Background
EcoTyper is a new machine learning framework, this work attempted to constructed an EcoTyper-related prognostic model for gastric cancer (GC).
Methods
The scRNA-seq data and bulk RNA-seq data for GC were obtained from the GEO and TCGA databases, respectively. Cell composition deconvolution was performed using CIBERSORTx. EcoTyper was employed for de novo discovery of scRNA-seq cell states and communities. Weighted Correlation Network Analysis was applied to explore the gene co-expression networks in GC. Subsequently, a risk model for ecotypes was constructed using bulk RNA-seq data.
Results
This work revealed the significant differences in cell distribution between normal and primary samples.
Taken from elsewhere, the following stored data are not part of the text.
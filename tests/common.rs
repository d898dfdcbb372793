//! Common test utilities for building requests, clauses and graphs.
use flowsmith::document::WorkflowDocument;
use flowsmith::generator::segmenter::{Clause, ClauseLink, ClauseRole};
use flowsmith::prelude::*;
use serde_json::Map;

/// The reference prompt: event trigger, lookup, Notion update, Slack message.
#[allow(dead_code)]
pub const SUPPORT_PROMPT: &str = "When a new support ticket is created, fetch the customer's details, update the Notion CRM page, and post a summary to Slack.";

/// Two delivery steps joined by a bare "and", eligible for fan-out.
#[allow(dead_code)]
pub const FAN_OUT_PROMPT: &str =
    "When a form is submitted, send an email to ops@example.com and post the details to Slack";

/// Creates a request with the default timezone and notes enabled.
#[allow(dead_code)]
pub fn request(prompt: &str) -> GenerationRequest {
    GenerationRequest::new("Test Workflow", prompt)
}

#[allow(dead_code)]
pub fn support_request() -> GenerationRequest {
    GenerationRequest::new("Support Escalation", SUPPORT_PROMPT)
}

/// Runs the default generator and parses the resulting document.
#[allow(dead_code)]
pub fn generate_document(request: &GenerationRequest) -> WorkflowDocument {
    let workflow = generate_workflow(request).expect("generation should succeed");
    workflow
        .parse_document()
        .expect("generated document should parse")
}

#[allow(dead_code)]
pub fn node_names(document: &WorkflowDocument) -> Vec<&str> {
    document.nodes.iter().map(|n| n.name.as_str()).collect()
}

/// Builds an action clause the way the segmenter would.
#[allow(dead_code)]
pub fn action_clause(text: &str, order: usize) -> Clause {
    Clause {
        text: text.to_string(),
        order,
        role: ClauseRole::Action,
        link: ClauseLink::Sequential,
        synthetic: false,
    }
}

#[allow(dead_code)]
pub fn trigger_clause(text: &str) -> Clause {
    Clause {
        text: text.to_string(),
        order: 0,
        role: ClauseRole::Trigger,
        link: ClauseLink::Sequential,
        synthetic: false,
    }
}

/// A bare node for graph-level tests.
#[allow(dead_code)]
pub fn bare_node(name: &str) -> WorkflowNode {
    WorkflowNode {
        name: name.to_string(),
        type_id: "n8n-nodes-base.set".to_string(),
        type_version: 3.4,
        position: Position::new(0, 0),
        parameters: Map::new(),
        notes: None,
        summary: String::new(),
    }
}

/// A graph of `names.len()` nodes chained in order.
#[allow(dead_code)]
pub fn chain(names: &[&str]) -> (WorkflowGraph, Vec<NodeId>) {
    let mut graph = WorkflowGraph::new();
    let ids: Vec<NodeId> = names.iter().map(|n| graph.add_node(bare_node(n))).collect();
    for pair in ids.windows(2) {
        graph.connect(pair[0], pair[1]).expect("forward edge");
    }
    (graph, ids)
}
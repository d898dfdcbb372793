use super::segmenter::{Clause, ClauseRole};
use crate::catalog::{NodeCatalog, NodeTypeDescriptor, TriggerKind};
use crate::error::GenerationError;
use crate::text::contains_keyword;
use tracing::{debug, warn};

/// The test a rule applies to a lower-cased clause.
#[derive(Debug, Clone, Copy, PartialEq, Eq)]
pub enum Predicate {
    /// Matches when any keyword occurs on word boundaries. Returns the first
    /// keyword, in declaration order, that does.
    AnyKeyword(&'static [&'static str]),
}

impl Predicate {
    pub fn evaluate(&self, lowered: &str) -> Option<&'static str> {
        match self {
            Predicate::AnyKeyword(keywords) => keywords
                .iter()
                .copied()
                .find(|keyword| contains_keyword(lowered, keyword)),
        }
    }
}

/// A `(predicate, descriptor)` pair. Rules are evaluated top to bottom and
/// the first match wins, so rule order is part of the output contract.
#[derive(Debug, Clone, Copy)]
pub struct Rule<'c> {
    pub predicate: Predicate,
    pub descriptor: &'c NodeTypeDescriptor,
}

#[derive(Debug, Clone, Copy, PartialEq, Eq)]
pub enum IntentKind {
    Trigger(TriggerKind),
    Action,
}

/// A clause paired with the node type it resolved to.
#[derive(Debug, Clone)]
pub struct ResolvedIntent<'c> {
    pub kind: IntentKind,
    pub descriptor: &'c NodeTypeDescriptor,
    /// The keyword that selected the descriptor; `None` for the fallback node.
    pub extracted_label: Option<&'static str>,
    pub clause: Clause,
}

impl ResolvedIntent<'_> {
    pub fn is_fallback(&self) -> bool {
        self.extracted_label.is_none()
    }
}

/// Resolves clauses against the catalog's trigger and action rule lists.
#[derive(Debug, Clone)]
pub struct IntentClassifier<'c> {
    trigger_rules: Vec<Rule<'c>>,
    action_rules: Vec<Rule<'c>>,
    fallback: &'c NodeTypeDescriptor,
}

impl<'c> IntentClassifier<'c> {
    pub fn new(catalog: &'c NodeCatalog) -> Self {
        let to_rule = |descriptor: &'c NodeTypeDescriptor| Rule {
            predicate: Predicate::AnyKeyword(descriptor.match_keywords),
            descriptor,
        };
        Self {
            trigger_rules: catalog.triggers().map(to_rule).collect(),
            action_rules: catalog.actions().map(to_rule).collect(),
            fallback: catalog.fallback(),
        }
    }

    pub fn trigger_rules(&self) -> &[Rule<'c>] {
        &self.trigger_rules
    }

    pub fn action_rules(&self) -> &[Rule<'c>] {
        &self.action_rules
    }

    /// Classifies a single clause according to its role.
    ///
    /// An action clause that matches nothing becomes the fallback node; a
    /// trigger clause that matches nothing fails with `UnresolvedTrigger`.
    pub fn classify(&self, clause: &Clause) -> Result<ResolvedIntent<'c>, GenerationError> {
        let lowered = clause.text.to_lowercase();
        match clause.role {
            ClauseRole::Trigger => {
                let (rule, keyword) = Self::first_match(&self.trigger_rules, &lowered)
                    .ok_or_else(|| GenerationError::UnresolvedTrigger {
                        clause: Some(clause.text.clone()),
                    })?;
                let kind = rule.descriptor.trigger_kind().unwrap_or(TriggerKind::Event);
                debug!(clause = %clause.text, node = rule.descriptor.label, keyword, "resolved trigger");
                Ok(ResolvedIntent {
                    kind: IntentKind::Trigger(kind),
                    descriptor: rule.descriptor,
                    extracted_label: Some(keyword),
                    clause: clause.clone(),
                })
            }
            ClauseRole::Action => match Self::first_match(&self.action_rules, &lowered) {
                Some((rule, keyword)) => {
                    debug!(clause = %clause.text, node = rule.descriptor.label, keyword, "resolved action");
                    Ok(ResolvedIntent {
                        kind: IntentKind::Action,
                        descriptor: rule.descriptor,
                        extracted_label: Some(keyword),
                        clause: clause.clone(),
                    })
                }
                None => {
                    warn!(clause = %clause.text, fallback = self.fallback.label, "no rule matched action clause");
                    Ok(ResolvedIntent {
                        kind: IntentKind::Action,
                        descriptor: self.fallback,
                        extracted_label: None,
                        clause: clause.clone(),
                    })
                }
            },
        }
    }

    /// Classifies every clause, failing fast on the first unresolved trigger.
    pub fn classify_all(
        &self,
        clauses: &[Clause],
    ) -> Result<Vec<ResolvedIntent<'c>>, GenerationError> {
        if clauses.is_empty() {
            return Err(GenerationError::UnresolvedTrigger { clause: None });
        }
        clauses.iter().map(|clause| self.classify(clause)).collect()
    }

    fn first_match<'r>(
        rules: &'r [Rule<'c>],
        lowered: &str,
    ) -> Option<(&'r Rule<'c>, &'static str)> {
        rules
            .iter()
            .find_map(|rule| rule.predicate.evaluate(lowered).map(|keyword| (rule, keyword)))
    }
}
use crate::graph::NodeId;
use thiserror::Error;

/// Errors that can occur while turning a request into a workflow document.
#[derive(Error, Debug)]
pub enum GenerationError {
    #[error("Workflow name must not be empty")]
    InvalidName,

    #[error(
        "Describe the workflow in at least {min_length} characters (received {actual})"
    )]
    EmptyPrompt { min_length: usize, actual: usize },

    #[error("Timezone '{0}' is not supported")]
    InvalidTimezone(String),

    #[error("{}", unresolved_trigger_message(.clause))]
    UnresolvedTrigger { clause: Option<String> },

    #[error("Invalid request: {0}")]
    Request(#[from] RequestConversionError),

    #[error("Failed to compile parameter pattern: {0}")]
    InvalidPattern(#[from] regex::Error),

    #[error("Failed to encode workflow document: {0}")]
    Json(#[from] serde_json::Error),

    #[error("Workflow graph is inconsistent: {0}")]
    Graph(#[from] GraphError),
}

/// Structural violations detected while wiring or checking a `WorkflowGraph`.
#[derive(Error, Debug, Clone, PartialEq, Eq)]
pub enum GraphError {
    #[error("Workflow graph has no nodes")]
    Empty,

    #[error("Connection references node {0}, which does not exist")]
    UnknownNode(NodeId),

    #[error("Node '{0}' cannot connect to itself")]
    SelfLoop(String),

    #[error("Connection from '{from}' to '{to}' points backwards in execution order")]
    BackwardEdge { from: String, to: String },

    #[error("Node name '{0}' is used more than once")]
    DuplicateName(String),

    #[error("Expected the trigger to be the only node without inputs, found {roots:?}")]
    RootMismatch { roots: Vec<String> },
}

impl GenerationError {
    /// Returns `true` for failures caused by the request itself, as opposed to
    /// internal encoder or pattern errors.
    pub fn is_validation(&self) -> bool {
        matches!(
            self,
            GenerationError::InvalidName
                | GenerationError::EmptyPrompt { .. }
                | GenerationError::InvalidTimezone(_)
                | GenerationError::UnresolvedTrigger { .. }
                | GenerationError::Request(_)
        )
    }
}

fn unresolved_trigger_message(clause: &Option<String>) -> String {
    match clause {
        Some(text) => format!("Could not determine how the workflow starts from '{}'", text),
        None => "Could not find any trigger or action in the description".to_string(),
    }
}

/// Errors that can occur when converting a front end's own form model into a
/// `GenerationRequest`.
#[derive(Error, Debug, Clone)]
pub enum RequestConversionError {
    #[error("Missing required field '{0}'")]
    MissingField(&'static str),

    #[error("Invalid value for '{field}': {message}")]
    InvalidField {
        field: &'static str,
        message: String,
    },
}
Primary tumor samples showed a predominant presence of immune cells, including monocytes/macrophages and neutrophils. These immune cells were classified into two EcoTypers, E1 and E2, with E2 closely linked to primary tumor samples. Using ecotype-related risk scores, GC patients were stratified into high-risk (HR) and low-risk (LR) groups. HR patients exhibited worse overall survival and heightened sensitivity to Mirin, Oxaliplatin, Ruxolitinib, VE-822, and MG-132. Notably, the core gene TGM2 was up-regulated in GC cells, and its silencing reduced GC cell proliferation, migration, and invasion.
Conclusion
This study constructed a meaningful EcoTyper prognostic model, which served as a potential prognostic biomarker for GC treatment. This prognostic model showed significant correlations with immunotherapy and chemotherapy. This research has provided a potential valuable target for GC treatment.